Reinforcement learning in robotics

Reinforcement Learning (RL) is a subfield of Machine Learning where an agent learns by interacting with its environment, observing the results of these interactions and receiving a reward (positive or negative) accordingly. This way of learning mimics the fundamental way in which we humans (and animals alike) learn.

We humans, have a direct sensori-motor connection to our environment that can perform actions and witness the results of these actions on the environment itself. The idea is commonly known as “cause and effect”, and this undoubtedly is the key to building up knowledge of our environment throughout our lifetime. The content below will get into the following topics:

How’s Reinforcement Learning being used today?

A variety of different problems can be solved using Reinforcement Learning. Because RL agents can learn without expert supervision, the type of problems that are best suited to RL are complex problems where there appears to be no obvious or easily programmable solution. Two of the most popular ones are:

  • Game playing - determining the best move to make in a game often depends on a number of different factors, hence the number of possible states that can exist in a particular game is usually very large. To cover this many states using a standard rule based approach would mean specifying an also large number of hard coded rules. RL cuts out the need to manually specify rules, agents learn simply by playing the game. For two player games such as backgammon, agents can be trained by playing against other human players or even other RL agents.

  • Control problems - such as elevator scheduling. Again, it is not obvious what strategies would provide the best, most timely elevator service. For control problems such as this, RL agents can be left to learn in a simulated environment and eventually they will come up with good controlling policies. Some advantages of using RL for control problems is that an agent can be retrained easily to adapt to environment changes, and trained continuously while the system is online, improving performance all the time.

A nice and relatively recent (at the time of writing) example of reinforcement learning is presented at DeepMind’s paper Human-level control through deep reinforcement learning.

Why is Reinforcement Learning relevant for robots?

As J. Kober, J. Andrew (Drew) Bagnell, and J. Peters point out in Reinforcement Learning in Robotics: A Survey:

Reinforcement learning offers to robotics a framework and set of tools for the design of sophisticated and hard-to-engineer behaviors.

which tend to be most of the existing ones in the real world.
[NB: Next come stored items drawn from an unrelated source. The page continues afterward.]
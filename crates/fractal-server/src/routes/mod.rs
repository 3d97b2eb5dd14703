//! Route assembly.

use axum::http::HeaderValue;
use axum::routing::{get, post};
use axum::Router;
use std::sync::Arc;
use tower_http::cors::{AllowOrigin, CorsLayer};

use crate::config::ServerConfig;
use crate::state::AppState;

pub mod chat;
pub mod health;
pub mod memory;

pub fn create_router(state: Arc<AppState>, config: &ServerConfig) -> Router {
    let mut router = Router::new()
        .route("/chat", post(chat::chat))
        .route("/memory/stats", get(memory::stats))
        .route("/memory/consolidate", post(memory::consolidate))
        .route("/memory/remember", post(memory::remember))
        .route("/memory/{level}", get(memory::list_level))
        .route("/health", get(health::health))
        .with_state(state);

    // Default: no CORS headers at all, cross-origin requests are refused
    if !config.allowed_origins.is_empty() {
        let origins: Vec<HeaderValue> = config
            .allowed_origins
            .iter()
            .filter_map(|o| o.parse().ok())
            .collect();
        router = router.layer(
            CorsLayer::new()
                .allow_origin(AllowOrigin::list(origins))
                .allow_methods(tower_http::cors::Any)
                .allow_headers(tower_http::cors::Any),
        );
    }

    router
}
//! Domain types for the tiered memory hierarchy.

use chrono::{DateTime, Utc};
use serde::{Deserialize, Serialize};
use serde_json::{Map, Value};
use uuid::Uuid;

/// Memory tier in the L0 → L3 hierarchy.
#[derive(Debug, Clone, Copy, PartialEq, Eq, Hash, Serialize, Deserialize)]
#[serde(rename_all = "lowercase")]
pub enum Tier {
    /// Volatile per-user log (seconds to minutes)
    L0,
    /// Volatile session summaries (minutes to hours)
    L1,
    /// Durable per-episode graph (days)
    L2,
    /// Durable abstractive graph (months)
    L3,
}

impl Tier {
    pub fn level(&self) -> u8 {
        match self {
            Tier::L0 => 0,
            Tier::L1 => 1,
            Tier::L2 => 2,
            Tier::L3 => 3,
        }
    }

    pub fn from_level(level: u8) -> Option<Self> {
        match level {
            0 => Some(Tier::L0),
            1 => Some(Tier::L1),
            2 => Some(Tier::L2),
            3 => Some(Tier::L3),
            _ => None,
        }
    }

    pub fn as_str(&self) -> &'static str {
        match self {
            Tier::L0 => "l0",
            Tier::L1 => "l1",
            Tier::L2 => "l2",
            Tier::L3 => "l3",
        }
    }
}

impl std::fmt::Display for Tier {
    fn fmt(&self, f: &mut std::fmt::Formatter<'_>) -> std::fmt::Result {
        f.write_str(self.as_str())
    }
}

/// Temporal scale of an episode.
#[derive(Debug, Clone, Copy, PartialEq, Eq, Serialize, Deserialize, Default)]
#[serde(rename_all = "lowercase")]
pub enum Scale {
    #[default]
    Micro,
    Meso,
    Macro,
}

impl Scale {
    pub fn as_str(&self) -> &'static str {
        match self {
            Scale::Micro => "micro",
            Scale::Meso => "meso",
            Scale::Macro => "macro",
        }
    }

    pub fn parse(s: &str) -> Self {
        match s {
            "meso" => Scale::Meso,
            "macro" => Scale::Macro,
            _ => Scale::Micro,
        }
    }
}

/// Outcome of an attempt or episode.
#[derive(Debug, Clone, Copy, PartialEq, Eq, Serialize, Deserialize, Default)]
#[serde(rename_all = "lowercase")]
pub enum Outcome {
    Success,
    Failure,
    Partial,
    Unknown,
    #[default]
    None,
}

impl Outcome {
    pub fn as_str(&self) -> &'static str {
        match self {
            Outcome::Success => "success",
            Outcome::Failure => "failure",
            Outcome::Partial => "partial",
            Outcome::Unknown => "unknown",
            Outcome::None => "none",
        }
    }

    pub fn parse(s: &str) -> Self {
        match s {
            "success" => Outcome::Success,
            "failure" => Outcome::Failure,
            "partial" => Outcome::Partial,
            "unknown" => Outcome::Unknown,
            _ => Outcome::None,
        }
    }
}

/// A single dated textual observation.
#[derive(Debug, Clone, Serialize, Deserialize)]
pub struct Episode {
    pub id: String,
    pub user_id: String,
    pub content: String,
    pub summary: Option<String>,
    /// Origin tag: `conversation`, `conversation_summary`, `experience_log`, ...
    pub source: String,
    pub created_at: DateTime<Utc>,
    pub last_accessed: DateTime<Utc>,
    /// Bounded [0, 1] score combining priors, reinforcement and decay
    pub importance: f64,
    pub access_count: u32,
    pub level: Tier,
    pub outcome: Outcome,
    pub scale: Scale,
    pub deleted: bool,
    pub deleted_at: Option<DateTime<Utc>>,
    pub embedding: Option<Vec<f32>>,
    pub metadata: Map<String, Value>,
}

impl Episode {
    /// Create a fresh L0 conversation episode.
    pub fn new(user_id: impl Into<String>, content: impl Into<String>, importance: f64) -> Self {
        let now = Utc::now();
        Self {
            id: Uuid::new_v4().to_string(),
            user_id: user_id.into(),
            content: content.into(),
            summary: None,
            source: "conversation".into(),
            created_at: now,
            last_accessed: now,
            importance,
            access_count: 0,
            level: Tier::L0,
            outcome: Outcome::None,
            scale: Scale::Micro,
            deleted: false,
            deleted_at: None,
            embedding: None,
            metadata: Map::new(),
        }
    }

    pub fn with_source(mut self, source: impl Into<String>) -> Self {
        self.source = source.into();
        self
    }

    pub fn with_level(mut self, level: Tier) -> Self {
        self.level = level;
        self
    }

    pub fn with_scale(mut self, scale: Scale) -> Self {
        self.scale = scale;
        self
    }

    pub fn with_metadata(mut self, metadata: Map<String, Value>) -> Self {
        self.metadata = metadata;
        self
    }
}

/// A referent (person, project, concept) extracted from episodes.
#[derive(Debug, Clone, Serialize, Deserialize)]
pub struct Entity {
    pub id: String,
    pub user_id: String,
    pub name: String,
    pub entity_type: String,
    pub importance: f64,
    pub access_count: u32,
    pub embedding: Option<Vec<f32>>,
    pub created_at: DateTime<Utc>,
    pub last_accessed: DateTime<Utc>,
    pub deleted: bool,
    pub deleted_at: Option<DateTime<Utc>>,
}

impl Entity {
    pub fn new(
        user_id: impl Into<String>,
        name: impl Into<String>,
        entity_type: impl Into<String>,
    ) -> Self {
        let now = Utc::now();
        Self {
            id: Uuid::new_v4().to_string(),
            user_id: user_id.into(),
            name: name.into(),
            entity_type: entity_type.into(),
            importance: 0.5,
            access_count: 0,
            embedding: None,
            created_at: now,
            last_accessed: now,
            deleted: false,
            deleted_at: None,
        }
    }
}

/// Reference to an entity mentioned by an episode, with extraction confidence.
#[derive(Debug, Clone, Serialize, Deserialize)]
pub struct EntityRef {
    pub entity_id: String,
    pub confidence: f64,
}

/// A recipe for a class of tasks, updated by reinforcement.
#[derive(Debug, Clone, Serialize, Deserialize)]
pub struct Strategy {
    pub id: String,
    pub user_id: String,
    pub description: String,
    pub task_types: Vec<String>,
    pub success_count: u32,
    pub failure_count: u32,
    pub confidence: f64,
    pub created_at: DateTime<Utc>,
    pub last_used_at: Option<DateTime<Utc>>,
    pub is_anti_pattern: bool,
    pub deleted: bool,
    /// Ancestor strategy when this one evolved from another
    pub evolved_from: Option<String>,
}

impl Strategy {
    pub fn new(
        user_id: impl Into<String>,
        description: impl Into<String>,
        task_types: Vec<String>,
        confidence: f64,
    ) -> Self {
        Self {
            id: Uuid::new_v4().to_string(),
            user_id: user_id.into(),
            description: description.into(),
            task_types,
            success_count: 0,
            failure_count: 0,
            confidence,
            created_at: Utc::now(),
            last_used_at: None,
            is_anti_pattern: false,
            deleted: false,
            evolved_from: None,
        }
    }

    /// Retire the strategy: confidence to zero, flagged, never deleted.
    pub fn retire(&mut self) {
        self.confidence = 0.0;
        self.is_anti_pattern = true;
    }
}

/// A record of one attempt. Immutable once written.
#[derive(Debug, Clone, Serialize, Deserialize)]
pub struct Experience {
    pub id: String,
    pub user_id: String,
    pub task_description: String,
    pub task_type: String,
    pub context: Map<String, Value>,
    pub action: String,
    pub outcome: Outcome,
    pub reasoning: String,
    pub error: Option<String>,
    pub timestamp: DateTime<Utc>,
    pub episode_id: Option<String>,
    pub strategy_id: Option<String>,
}

/// L1 session summary record. Fields beyond the known ones are preserved
/// verbatim in `extra`.
#[derive(Debug, Clone, Serialize, Deserialize)]
pub struct L1Record {
    pub session_id: String,
    pub summary: String,
    pub importance: f64,
    pub source_count: u32,
    pub created_at: DateTime<Utc>,
    #[serde(default)]
    pub extra: Map<String, Value>,
}

impl L1Record {
    pub fn new(summary: impl Into<String>, importance: f64, source_count: u32) -> Self {
        Self {
            session_id: Uuid::new_v4().to_string(),
            summary: summary.into(),
            importance,
            source_count,
            created_at: Utc::now(),
            extra: Map::new(),
        }
    }

    /// Source tag stored in the extras, when present.
    pub fn source(&self) -> Option<&str> {
        self.extra.get("source").and_then(Value::as_str)
    }
}

/// One ranked hit returned by a search primitive.
#[derive(Debug, Clone, PartialEq)]
pub struct ScoredId {
    pub id: String,
    pub score: f64,
}

/// Memory tier a recall result came from.
pub type MemorySource = Tier;

/// The single stable result record all tiers and retriever arms convert to.
#[derive(Debug, Clone, Serialize)]
pub struct RecallResult {
    pub content: String,
    /// Relevance in [0, 1], normalised per source
    pub score: f64,
    pub source: MemorySource,
    pub created_at: DateTime<Utc>,
    pub metadata: Map<String, Value>,
    /// Identifier of the backing record, when addressable
    pub episode_id: Option<String>,
}

/// Counters returned by `consolidate`.
#[derive(Debug, Clone, Copy, Default, PartialEq, Eq, Serialize)]
pub struct ConsolidationCounters {
    pub promoted: usize,
    pub decayed: usize,
    pub forgotten: usize,
    /// Batches summarised from L0 into L1 this pass
    pub l0_to_l1: usize,
    /// L1 records promoted into the graph this pass
    pub l1_to_l2: usize,
}

impl ConsolidationCounters {
    pub fn merge(&mut self, other: ConsolidationCounters) {
        self.promoted += other.promoted;
        self.decayed += other.decayed;
        self.forgotten += other.forgotten;
        self.l0_to_l1 += other.l0_to_l1;
        self.l1_to_l2 += other.l1_to_l2;
    }
}

/// Counters returned by `garbage_collect`.
#[derive(Debug, Clone, Copy, Default, PartialEq, Eq, Serialize)]
pub struct GcCounters {
    pub soft_deleted: usize,
    pub hard_deleted: usize,
}

/// Per-tier sizes and the time of the last consolidation pass.
#[derive(Debug, Clone, Default, Serialize)]
pub struct MemoryStats {
    pub l0_size: usize,
    pub l1_size: usize,
    pub l2_size: usize,
    pub l3_size: usize,
    pub l0_avg_importance: f64,
    pub l1_avg_importance: f64,
    pub last_consolidation_at: Option<DateTime<Utc>>,
}

#[cfg(test)]
mod tests {
    use super::*;

    #[test]
    fn tier_level_roundtrip() {
        for tier in [Tier::L0, Tier::L1, Tier::L2, Tier::L3] {
            assert_eq!(Tier::from_level(tier.level()), Some(tier));
        }
        assert_eq!(Tier::from_level(4), None);
    }

    #[test]
    fn outcome_parse() {
        assert_eq!(Outcome::parse("success"), Outcome::Success);
        assert_eq!(Outcome::parse("failure"), Outcome::Failure);
        assert_eq!(Outcome::parse("bogus"), Outcome::None);
    }

    #[test]
    fn fresh_episode_defaults() {
        let ep = Episode::new("alice", "hello", 1.0);
        assert_eq!(ep.level, Tier::L0);
        assert_eq!(ep.scale, Scale::Micro);
        assert_eq!(ep.source, "conversation");
        assert!(!ep.deleted);
        assert_eq!(ep.access_count, 0);
        assert_eq!(ep.created_at, ep.last_accessed);
    }

    #[test]
    fn episode_ids_are_distinct() {
        let a = Episode::new("u", "x", 0.5);
        let b = Episode::new("u", "x", 0.5);
        assert_ne!(a.id, b.id);
    }

    #[test]
    fn strategy_retirement() {
        let mut s = Strategy::new("u", "For coding: tests", vec!["coding".into()], 0.8);
        s.retire();
        assert_eq!(s.confidence, 0.0);
        assert!(s.is_anti_pattern);
        assert!(!s.deleted);
    }

    #[test]
    fn l1_record_source_from_extra() {
        let mut rec = L1Record::new("summary", 0.8, 3);
        assert_eq!(rec.source(), None);
        rec.extra
            .insert("source".into(), Value::String("conversation_summary".into()));
        assert_eq!(rec.source(), Some("conversation_summary"));
    }

    #[test]
    fn counters_merge() {
        let mut a = ConsolidationCounters {
            promoted: 1,
            decayed: 2,
            forgotten: 3,
            l0_to_l1: 1,
            l1_to_l2: 0,
        };
        a.merge(ConsolidationCounters {
            promoted: 1,
            ..Default::default()
        });
        assert_eq!(a.promoted, 2);
        assert_eq!(a.forgotten, 3);
    }
}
As a rule of thumb, someone can probably think that those tasks that are complex for a human could probably be easily done by a robot while things that we humans do easily and with little effort, tend to be highly complex for a robot. This leads many to think that robots excel at solving complexity but perform poorly on trivial tasks (from a human perspective). In other words:

What’s complex for a human, robots can do easily and viceversa - Víctor Mayoral Vilches

Let’s take a simple example to illustrate this claim. Image we have a robot manipulator with three joints on top of a table repeatedly performing some task. Traditionally, robotic engineers in charge of the specific task will either design the whole application or use existing tools (produced by the manufacturer) to program such application. Regardless of the tools and complexity level, at some point someone should’ve derived its inverse kinematics accounting for possible errors within each motor/joint, included sensing to create a closed loop that enhances the accuracy of the model, designed the overall control scheme, programmed calibration routines, … all to get a robot that produces deterministic movements in a controlled environment.

But the fact is that (real) environments are not controllable and robots nowadays pay the bill (someone that has ever produced robot demonstrations should know what i mean).

Problems in robotics are often best represented with high-dimensional, continuous states and actions (note that the 10-30 dimensional continuous actions common in robot reinforcement learning are considered large (Powell, 2012)). In robotics, it is often unrealistic to assume that the true state is completely observable and noise-free.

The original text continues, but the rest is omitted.